Il sistema bancario italiano ha erogato il credito in modo corretto durante la pandemia e non ha utilizzato il sistema delle garanzie pubbliche per finanziare chi non lo meritava. Dopo alcune sentenze della magistratura che hanno giudicato non attivabili le garanzie di stato perché i prestiti erano stati accordati senza la necessaria prudenza ed in mancanza di un merito di credito dei beneficiari, un “tema di discussione” della Banca d’Italia – ne sono autori Emilia Bonaccorsi di Patti, Roberto Felici, Davide Moretti and Francesca Rinaldi – ridimensiona le paure circa un utilizzo poco virtuoso della rete di protezione attivata durante il periodo del covid. Non è servito insomma a mantenere in vita le “imprese zombie”.
Il testo analizza l’allocazione delle misure di sostegno alla liquidità in Italia durante la pandemia di Covid-19, utilizzando un dataset unico sui prestiti che consente di identificare singoli prestiti garantiti nell’ambito dei programmi di garanzia pubblica e quelli che hanno beneficiato di sospensioni di pagamento (moratorie legislative o volontarie). Il report ha confrontato i crediti accordati con i tassi di default verificatesi ad un anno dai finanziamenti.

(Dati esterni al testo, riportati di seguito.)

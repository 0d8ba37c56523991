//! Telemetry plane
//!
//! Process-wide Prometheus registry, the `/metrics` scrape endpoint, and
//! the background samplers for system and user gauges. Engines record
//! through the `track_*` helpers; label sets are fixed here.

use axum::{Router, routing::get};
use once_cell::sync::Lazy;
use prometheus::{
    CounterVec, Encoder, Gauge, HistogramOpts, HistogramVec, IntCounterVec, IntGauge, Opts,
    Registry, TextEncoder,
};
use std::sync::Arc;
use std::time::Duration;
use sysinfo::{Disks, System};
use tokio::sync::watch;
use tracing::{error, info, warn};

use crate::store::UserStore;

static REGISTRY: Lazy<Registry> = Lazy::new(Registry::new);

pub static SWAP_DURATION: Lazy<HistogramVec> = Lazy::new(|| {
    HistogramVec::new(
        HistogramOpts::new("swap_duration_seconds", "Swap execution time"),
        &["venue", "network"],
    )
    .expect("metric created")
});

pub static SWAP_VOLUME: Lazy<CounterVec> = Lazy::new(|| {
    CounterVec::new(
        Opts::new("swap_volume_total", "Total swap input volume"),
        &["venue", "network", "pair"],
    )
    .expect("metric created")
});

pub static SWAP_SUCCESS: Lazy<IntCounterVec> = Lazy::new(|| {
    IntCounterVec::new(
        Opts::new("swap_success_total", "Successful swaps"),
        &["venue", "network"],
    )
    .expect("metric created")
});

pub static SWAP_FAILURE: Lazy<IntCounterVec> = Lazy::new(|| {
    IntCounterVec::new(
        Opts::new("swap_failure_total", "Failed swaps"),
        &["venue", "network", "error_type"],
    )
    .expect("metric created")
});

pub static API_LATENCY: Lazy<HistogramVec> = Lazy::new(|| {
    HistogramVec::new(
        HistogramOpts::new("api_latency_seconds", "API request latency"),
        &["endpoint", "method"],
    )
    .expect("metric created")
});

pub static API_ERRORS: Lazy<IntCounterVec> = Lazy::new(|| {
    IntCounterVec::new(
        Opts::new("api_errors_total", "API request errors"),
        &["endpoint", "error_type"],
    )
    .expect("metric created")
});

pub static ACTIVE_USERS: Lazy<IntGauge> = Lazy::new(|| {
    IntGauge::new("active_users", "Users active within the last hour").expect("metric created")
});

pub static USER_OPERATIONS: Lazy<IntCounterVec> = Lazy::new(|| {
    IntCounterVec::new(
        Opts::new("user_operations_total", "User-initiated operations"),
        &["type"],
    )
    .expect("metric created")
});

pub static CPU_USAGE: Lazy<Gauge> =
    Lazy::new(|| Gauge::new("cpu_usage_percent", "CPU utilization").expect("metric created"));

pub static MEMORY_USAGE: Lazy<Gauge> =
    Lazy::new(|| Gauge::new("memory_usage_percent", "Memory utilization").expect("metric created"));

pub static DISK_USAGE: Lazy<Gauge> =
    Lazy::new(|| Gauge::new("disk_usage_percent", "Disk utilization").expect("metric created"));

/// Register every metric with the scrape registry. Call once at startup.
pub fn register_metrics() {
    let collectors: Vec<Box<dyn prometheus::core::Collector>> = vec![
        Box::new(SWAP_DURATION.clone()),
        Box::new(SWAP_VOLUME.clone()),
        Box::new(SWAP_SUCCESS.clone()),
        Box::new(SWAP_FAILURE.clone()),
        Box::new(API_LATENCY.clone()),
        Box::new(API_ERRORS.clone()),
        Box::new(ACTIVE_USERS.clone()),
        Box::new(USER_OPERATIONS.clone()),
        Box::new(CPU_USAGE.clone()),
        Box::new(MEMORY_USAGE.clone()),
        Box::new(DISK_USAGE.clone()),
    ];
    for collector in collectors {
        if let Err(e) = REGISTRY.register(collector) {
            // double registration is harmless (tests re-enter)
            warn!("metric registration skipped: {}", e);
        }
    }
}

/// Record one terminal swap outcome.
pub fn track_swap(
    venue: &str,
    network: &str,
    pair: &str,
    duration_secs: f64,
    volume: f64,
    success: bool,
    error_type: Option<&str>,
) {
    SWAP_DURATION
        .with_label_values(&[venue, network])
        .observe(duration_secs);
    SWAP_VOLUME
        .with_label_values(&[venue, network, pair])
        .inc_by(volume);
    if success {
        SWAP_SUCCESS.with_label_values(&[venue, network]).inc();
    } else {
        SWAP_FAILURE
            .with_label_values(&[venue, network, error_type.unwrap_or("unknown")])
            .inc();
    }
}

pub fn track_api_request(endpoint: &str, method: &str, duration_secs: f64, error_type: Option<&str>) {
    API_LATENCY
        .with_label_values(&[endpoint, method])
        .observe(duration_secs);
    if let Some(kind) = error_type {
        API_ERRORS.with_label_values(&[endpoint, kind]).inc();
    }
}

pub fn track_user_operation(kind: &str) {
    USER_OPERATIONS.with_label_values(&[kind]).inc();
}

/// Render the registry in Prometheus text format.
pub fn render() -> String {
    let encoder = TextEncoder::new();
    let mut buffer = Vec::new();
    if let Err(e) = encoder.encode(&REGISTRY.gather(), &mut buffer) {
        error!("could not encode metrics: {}", e);
        return String::new();
    }
    String::from_utf8(buffer).unwrap_or_default()
}

async fn metrics_handler() -> String {
    render()
}

/// Serve `GET /metrics` until shutdown.
pub async fn serve(addr: &str, mut shutdown: watch::Receiver<bool>) -> anyhow::Result<()> {
    let app = Router::new().route("/metrics", get(metrics_handler));
    let listener = tokio::net::TcpListener::bind(addr).await?;
    info!("metrics endpoint on http://{}/metrics", addr);
    axum::serve(listener, app)
        .with_graceful_shutdown(async move {
            let _ = shutdown.changed().await;
        })
        .await?;
    Ok(())
}

/// Sample CPU / memory / disk gauges every 60 s.
pub fn spawn_system_sampler(mut shutdown: watch::Receiver<bool>) {
    tokio::spawn(async move {
        let mut sys = System::new();
        let mut tick = tokio::time::interval(Duration::from_secs(60));
        loop {
            tokio::select! {
                _ = tick.tick() => {
                    sys.refresh_cpu_usage();
                    sys.refresh_memory();
                    CPU_USAGE.set(sys.global_cpu_info().cpu_usage() as f64);
                    if sys.total_memory() > 0 {
                        MEMORY_USAGE
                            .set(sys.used_memory() as f64 / sys.total_memory() as f64 * 100.0);
                    }
                    let disks = Disks::new_with_refreshed_list();
                    let (total, avail) = disks
                        .iter()
                        .fold((0u64, 0u64), |(t, a), d| {
                            (t + d.total_space(), a + d.available_space())
                        });
                    if total > 0 {
                        DISK_USAGE.set((total - avail) as f64 / total as f64 * 100.0);
                    }
                }
                _ = shutdown.changed() => break,
            }
        }
    });
}

/// Sample the active-users gauge every 300 s.
pub fn spawn_user_sampler(users: Arc<dyn UserStore>, mut shutdown: watch::Receiver<bool>) {
    tokio::spawn(async move {
        let mut tick = tokio::time::interval(Duration::from_secs(300));
        loop {
            tokio::select! {
                _ = tick.tick() => {
                    let since = chrono::Utc::now() - chrono::Duration::hours(1);
                    match users.count_active_since(since).await {
                        Ok(n) => ACTIVE_USERS.set(n as i64),
                        Err(e) => warn!("active-user sampling failed: {}", e),
                    }
                }
                _ = shutdown.changed() => break,
            }
        }
    });
}

#[cfg(test)]
mod tests {
    use super::*;

    #[test]
    fn test_track_swap_appears_in_scrape() {
        register_metrics();
        track_swap("ston.fi", "TON", "TON/USDT", 0.25, 100.0, true, None);
        track_swap("ston.fi", "TON", "TON/USDT", 0.5, 50.0, false, Some("timeout"));
        let text = render();
        assert!(text.contains("swap_duration_seconds"));
        assert!(text.contains("swap_success_total"));
        assert!(text.contains(r#"error_type="timeout""#));
    }

    #[test]
    fn test_user_operations_counter() {
        register_metrics();
        track_user_operation("create_order");
        assert!(render().contains("user_operations_total"));
    }
}
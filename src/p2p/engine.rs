//! P2P engine
//!
//! Owns the advertised-order state machine:
//!
//! ```text
//! OPEN ──take(taker)──▶ IN_PROGRESS
//! IN_PROGRESS ──buyer.confirm_payment──▶ PAYMENT_SENT
//! PAYMENT_SENT ──seller.release──▶ COMPLETED
//! {IN_PROGRESS, PAYMENT_SENT} ──either.open_dispute──▶ DISPUTE
//! DISPUTE ──admin.resolve──▶ RESOLVED ──▶ COMPLETED | CANCELLED
//! OPEN ──maker.cancel | expiry──▶ CANCELLED
//! IN_PROGRESS ──either.cancel──▶ CANCELLED
//! ```
//!
//! Status is the source of truth: every transition is a store-level CAS,
//! and the paired escrow movement happens immediately after the winning
//! CAS. A crash between the two leaves a terminal/RESOLVED row with a live
//! escrow entry, which `recover_escrows` settles at startup.

use chrono::{Duration as ChronoDuration, Utc};
use rust_decimal::Decimal;
use serde_json::json;
use std::sync::Arc;
use tracing::{error, info, warn};

use super::{
    DisputeResolution, NewP2pOrder, OpenOrderFilter, P2pError, P2pMessage, P2pOrder, P2pSide,
    P2pStatus, P2pUserStats, Review,
};
use crate::core_types::{P2pOrderId, Token, UserId};
use crate::money;
use crate::notify::{NotificationPort, kinds};
use crate::store::{NewTransaction, P2pPatch, P2pStore, TransactionStore, TxKind, UserStore};
use crate::telemetry;
use crate::wallet::WalletAdapter;

/// OPEN ads live this long before the expiry sweep cancels them.
const AD_LIFETIME_HOURS: i64 = 24;

/// Dispute-reason marker recording the admin verdict across the
/// RESOLVED -> terminal window.
const VERDICT_REFUND: &str = "verdict:refund";
const VERDICT_COMPLETE: &str = "verdict:complete";

pub struct P2pEngine {
    store: Arc<dyn P2pStore>,
    users: Arc<dyn UserStore>,
    transactions: Arc<dyn TransactionStore>,
    wallet: Arc<dyn WalletAdapter>,
    notifier: Arc<dyn NotificationPort>,
    fee_bps: u32,
}
//! In-memory cache backend
//!
//! DashMap-sharded store with lazy expiry on read and a 1 s background
//! sweeper. Per-key atomicity comes from the shard lock held by the
//! DashMap entry API; no operation spans two keys.

use async_trait::async_trait;
use dashmap::DashMap;
use rustc_hash::FxHashMap;
use serde_json::Value;
use std::collections::VecDeque;
use std::sync::Arc;
use std::time::{Duration, Instant};
use tokio::sync::watch;
use tracing::debug;

use super::{CacheError, CacheStore};

#[derive(Debug, Clone)]
enum Kind {
    Plain(Value),
    Counter(i64),
    Set(Vec<Value>),
    List(VecDeque<Value>),
    Hash(FxHashMap<String, Value>),
}

#[derive(Debug, Clone)]
struct Slot {
    kind: Kind,
    expires_at: Option<Instant>,
}

impl Slot {
    fn live(kind: Kind) -> Self {
        Self { kind, expires_at: None }
    }

    fn expired(&self, now: Instant) -> bool {
        self.expires_at.is_some_and(|at| at <= now)
    }
}

pub struct MemoryCache {
    slots: DashMap<String, Slot>,
}

impl MemoryCache {
    pub fn new() -> Arc<Self> {
        Arc::new(Self { slots: DashMap::new() })
    }

    /// Spawn the expiry sweeper. Runs every second until `shutdown` flips.
    pub fn spawn_sweeper(self: &Arc<Self>, mut shutdown: watch::Receiver<bool>) {
        let cache = Arc::clone(self);
        tokio::spawn(async move {
            let mut tick = tokio::time::interval(Duration::from_secs(1));
            loop {
                tokio::select! {
                    _ = tick.tick() => {
                        let now = Instant::now();
                        let before = cache.slots.len();
                        cache.slots.retain(|_, slot| !slot.expired(now));
                        let removed = before - cache.slots.len();
                        if removed > 0 {
                            debug!("cache sweeper removed {} expired entries", removed);
                        }
                    }
                    _ = shutdown.changed() => break,
                }
            }
        });
    }

    fn wrong_kind(key: &str, expected: &'static str) -> CacheError {
        CacheError::WrongKind { key: key.to_string(), expected }
    }
}

#[async_trait]
impl CacheStore for MemoryCache {
    async fn get(&self, key: &str) -> Result<Option<Value>, CacheError> {
        match self.slots.get(key) {
            Some(slot) if !slot.expired(Instant::now()) => match &slot.kind {
                Kind::Plain(v) => Ok(Some(v.clone())),
                Kind::Counter(n) => Ok(Some(Value::from(*n))),
                _ => Err(Self::wrong_kind(key, "plain")),
            },
            _ => Ok(None),
        }
    }

    async fn set_with_ttl(&self, key: &str, value: Value, ttl: Duration) -> Result<(), CacheError> {
        self.slots.insert(
            key.to_string(),
            Slot {
                kind: Kind::Plain(value),
                expires_at: Some(Instant::now() + ttl),
            },
        );
        Ok(())
    }

    async fn delete(&self, key: &str) -> Result<(), CacheError> {
        self.slots.remove(key);
        Ok(())
    }

    async fn exists(&self, key: &str) -> Result<bool, CacheError> {
        Ok(self
            .slots
            .get(key)
            .is_some_and(|slot| !slot.expired(Instant::now())))
    }

    async fn incr(&self, key: &str, delta: i64) -> Result<i64, CacheError> {
        let mut slot = self
            .slots
            .entry(key.to_string())
            .or_insert_with(|| Slot::live(Kind::Counter(0)));
        if slot.expired(Instant::now()) {
            *slot = Slot::live(Kind::Counter(0));
        }
        match &mut slot.kind {
            Kind::Counter(n) => {
                *n += delta;
                Ok(*n)
            }
            _ => Err(Self::wrong_kind(key, "counter")),
        }
    }

    async fn sadd(&self, key: &str, member: Value) -> Result<(), CacheError> {
        let mut slot = self
            .slots
            .entry(key.to_string())
            .or_insert_with(|| Slot::live(Kind::Set(Vec::new())));
        if slot.expired(Instant::now()) {
            *slot = Slot::live(Kind::Set(Vec::new()));
        }
        match &mut slot.kind {
            Kind::Set(members) => {
                if !members.contains(&member) {
                    members.push(member);
                }
                Ok(())
            }
            _ => Err(Self::wrong_kind(key, "set")),
        }
    }

    async fn srem(&self, key: &str, member: &Value) -> Result<(), CacheError> {
        if let Some(mut slot) = self.slots.get_mut(key) {
            if let Kind::Set(members) = &mut slot.kind {
                members.retain(|m| m != member);
                return Ok(());
            }
            return Err(Self::wrong_kind(key, "set"));
        }
        Ok(())
    }

    async fn smembers(&self, key: &str) -> Result<Vec<Value>, CacheError> {
        match self.slots.get(key) {
            Some(slot) if !slot.expired(Instant::now()) => match &slot.kind {
                Kind::Set(members) => Ok(members.clone()),
                _ => Err(Self::wrong_kind(key, "set")),
            },
            _ => Ok(Vec::new()),
        }
    }

    async fn lpush(&self, key: &str, value: Value) -> Result<(), CacheError> {
        let mut slot = self
            .slots
            .entry(key.to_string())
            .or_insert_with(|| Slot::live(Kind::List(VecDeque::new())));
        if slot.expired(Instant::now()) {
            *slot = Slot::live(Kind::List(VecDeque::new()));
        }
        match &mut slot.kind {
            Kind::List(items) => {
                items.push_front(value);
                Ok(())
            }
            _ => Err(Self::wrong_kind(key, "list")),
        }
    }

    async fn lpop(&self, key: &str) -> Result<Option<Value>, CacheError> {
        if let Some(mut slot) = self.slots.get_mut(key) {
            if slot.expired(Instant::now()) {
                return Ok(None);
            }
            return match &mut slot.kind {
                Kind::List(items) => Ok(items.pop_front()),
                _ => Err(Self::wrong_kind(key, "list")),
            };
        }
        Ok(None)
    }

    async fn lrange(&self, key: &str, start: i64, end: i64) -> Result<Vec<Value>, CacheError> {
        match self.slots.get(key) {
            Some(slot) if !slot.expired(Instant::now()) => match &slot.kind {
                Kind::List(items) => {
                    let len = items.len() as i64;
                    let from = normalize_index(start, len).min(len);
                    let to = (normalize_index(end, len) + 1).min(len);
                    if from >= to {
                        return Ok(Vec::new());
                    }
                    Ok(items
                        .iter()
                        .skip(from as usize)
                        .take((to - from) as usize)
                        .cloned()
                        .collect())
                }
                _ => Err(Self::wrong_kind(key, "list")),
            },
            _ => Ok(Vec::new()),
        }
    }

    async fn hset(&self, key: &str, field: &str, value: Value) -> Result<(), CacheError> {
        let mut slot = self
            .slots
            .entry(key.to_string())
            .or_insert_with(|| Slot::live(Kind::Hash(FxHashMap::default())));
        if slot.expired(Instant::now()) {
            *slot = Slot::live(Kind::Hash(FxHashMap::default()));
        }
        match &mut slot.kind {
            Kind::Hash(fields) => {
                fields.insert(field.to_string(), value);
                Ok(())
            }
            _ => Err(Self::wrong_kind(key, "hash")),
        }
    }

    async fn hget(&self, key: &str, field: &str) -> Result<Option<Value>, CacheError> {
        match self.slots.get(key) {
            Some(slot) if !slot.expired(Instant::now()) => match &slot.kind {
                Kind::Hash(fields) => Ok(fields.get(field).cloned()),
                _ => Err(Self::wrong_kind(key, "hash")),
            },
            _ => Ok(None),
        }
    }

    async fn hdel(&self, key: &str, field: &str) -> Result<(), CacheError> {
        if let Some(mut slot) = self.slots.get_mut(key) {
            if let Kind::Hash(fields) = &mut slot.kind {
                fields.remove(field);
                return Ok(());
            }
            return Err(Self::wrong_kind(key, "hash"));
        }
        Ok(())
    }

    async fn hgetall(&self, key: &str) -> Result<Vec<(String, Value)>, CacheError> {
        match self.slots.get(key) {
            Some(slot) if !slot.expired(Instant::now()) => match &slot.kind {
                Kind::Hash(fields) => {
                    let mut out: Vec<(String, Value)> = fields
                        .iter()
                        .map(|(k, v)| (k.clone(), v.clone()))
                        .collect();
                    out.sort_by(|a, b| a.0.cmp(&b.0));
                    Ok(out)
                }
                _ => Err(Self::wrong_kind(key, "hash")),
            },
            _ => Ok(Vec::new()),
        }
    }
}

/// Map a possibly-negative list index to a head offset.
fn normalize_index(i: i64, len: i64) -> i64 {
    if i < 0 { (len + i).max(0) } else { i }
}

#[cfg(test)]
mod tests {
    use super::*;
    use serde_json::json;

    #[tokio::test]
    async fn test_set_get_roundtrip_within_ttl() {
        let cache = MemoryCache::new();
        cache
            .set_with_ttl("k", json!({"a": 1}), Duration::from_secs(60))
            .await
            .unwrap();
        assert_eq!(cache.get("k").await.unwrap(), Some(json!({"a": 1})));
        assert!(cache.exists("k").await.unwrap());
    }

    #[tokio::test]
    async fn test_get_after_expiry_is_miss() {
        let cache = MemoryCache::new();
        cache
            .set_with_ttl("k", json!(1), Duration::from_millis(50))
            .await
            .unwrap();
        tokio::time::sleep(Duration::from_millis(80)).await;
        assert_eq!(cache.get("k").await.unwrap(), None);
        assert!(!cache.exists("k").await.unwrap());
    }

    #[tokio::test]
    async fn test_sweeper_removes_expired_slots() {
        let cache = MemoryCache::new();
        let (tx, rx) = watch::channel(false);
        cache.spawn_sweeper(rx);
        cache
            .set_with_ttl("k", json!(1), Duration::from_millis(10))
            .await
            .unwrap();
        tokio::time::sleep(Duration::from_millis(1200)).await;
        assert!(cache.slots.get("k").is_none());
        let _ = tx.send(true);
    }

    #[tokio::test]
    async fn test_incr_is_linearizable_under_contention() {
        let cache = MemoryCache::new();
        let mut handles = Vec::new();
        for _ in 0..8 {
            let c = Arc::clone(&cache);
            handles.push(tokio::spawn(async move {
                for _ in 0..100 {
                    c.incr("hits", 1).await.unwrap();
                }
            }));
        }
        for h in handles {
            h.await.unwrap();
        }
        assert_eq!(cache.incr("hits", 0).await.unwrap(), 800);
    }

    #[tokio::test]
    async fn test_set_members_dedup() {
        let cache = MemoryCache::new();
        cache.sadd("s", json!("a")).await.unwrap();
        cache.sadd("s", json!("a")).await.unwrap();
        cache.sadd("s", json!("b")).await.unwrap();
        assert_eq!(cache.smembers("s").await.unwrap().len(), 2);
        cache.srem("s", &json!("a")).await.unwrap();
        assert_eq!(cache.smembers("s").await.unwrap(), vec![json!("b")]);
    }

    #[tokio::test]
    async fn test_list_push_pop_range() {
        let cache = MemoryCache::new();
        cache.lpush("l", json!(1)).await.unwrap();
        cache.lpush("l", json!(2)).await.unwrap();
        cache.lpush("l", json!(3)).await.unwrap();
        // head is most recently pushed
        assert_eq!(
            cache.lrange("l", 0, -1).await.unwrap(),
            vec![json!(3), json!(2), json!(1)]
        );
        assert_eq!(cache.lrange("l", 1, 1).await.unwrap(), vec![json!(2)]);
        assert_eq!(cache.lpop("l").await.unwrap(), Some(json!(3)));
    }

    #[tokio::test]
    async fn test_hash_ops() {
        let cache = MemoryCache::new();
        cache.hset("h", "f1", json!("v1")).await.unwrap();
        cache.hset("h", "f2", json!("v2")).await.unwrap();
        assert_eq!(cache.hget("h", "f1").await.unwrap(), Some(json!("v1")));
        assert_eq!(cache.hgetall("h").await.unwrap().len(), 2);
        cache.hdel("h", "f1").await.unwrap();
        assert_eq!(cache.hget("h", "f1").await.unwrap(), None);
        assert_eq!(cache.hgetall("h").await.unwrap().len(), 1);
    }

    #[tokio::test]
    async fn test_kind_mismatch_is_an_error() {
        let cache = MemoryCache::new();
        cache.hset("h", "f", json!(1)).await.unwrap();
        assert!(matches!(
            cache.incr("h", 1).await,
            Err(CacheError::WrongKind { .. })
        ));
        assert!(matches!(
            cache.smembers("h").await,
            Err(CacheError::WrongKind { .. })
        ));
    }
}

Si potrebbe obiettare – ammettono gli autori – che il periodo di osservazione ex post default “potrebbe essere troppo breve ma estenderlo ulteriormente includerebbe gli effetti dello shock del 2022, sui prezzi dell’energia sull’economia”. Già ma probabilmente avrebbe mostrato anche la resilienza di quei finanziamenti in una condizione di stress. Tra il marzo del 2020 ed il marzo del 2021 i finanziamenti assistiti da garanzia pubblica hanno sorpassato i €160 miliardi ed i prestiti per i quali è stata concessa una moratoria sono ammontati in tutto a €185 miliardi. Buona parte di questi finanziamenti rappresentava nuovo credito che è andato a sostenere le necessità delle PMI.
Lo studio si concentra sul rischio ex ante dei beneficiari del supporto creditizio e sul ruolo delle relazioni tra banche e imprese nell’assegnazione di tali misure. I risultati indicano che i debitori più rischiosi prima della pandemia avevano meno probabilità di ricevere un prestito garantito, suggerendo che le banche non hanno utilizzato il programma su larga scala per scaricare rischi preesistenti. Inoltre, le imprese che hanno beneficiato di moratorie erano più propense a ricevere prestiti garantiti, e le relazioni bancarie preesistenti influivano solo se quantitativamente rilevanti.
Lo studio mostra anche che le garanzie pubbliche sono state spesso impiegate per fornire credito a nuovi clienti, specialmente a imprese che non avevano preso in prestito o avevano prestiti inferiori alla soglia di segnalazione di 25.000 euro. Non si riscontrano evidenze che la capitalizzazione bancaria abbia influenzato l’assegnazione delle garanzie, e c’è solo debole evidenza che le garanzie abbiano influenzato l’espansione del credito da parte delle banche meno capitalizzate. Infine, si trova che i mutuatari che successivamente sono andati in default avevano meno probabilità di ottenere prestiti garantiti, il che non è coerente con un ruolo sistematico della selezione avversa o del rischio morale nel programma di supporto.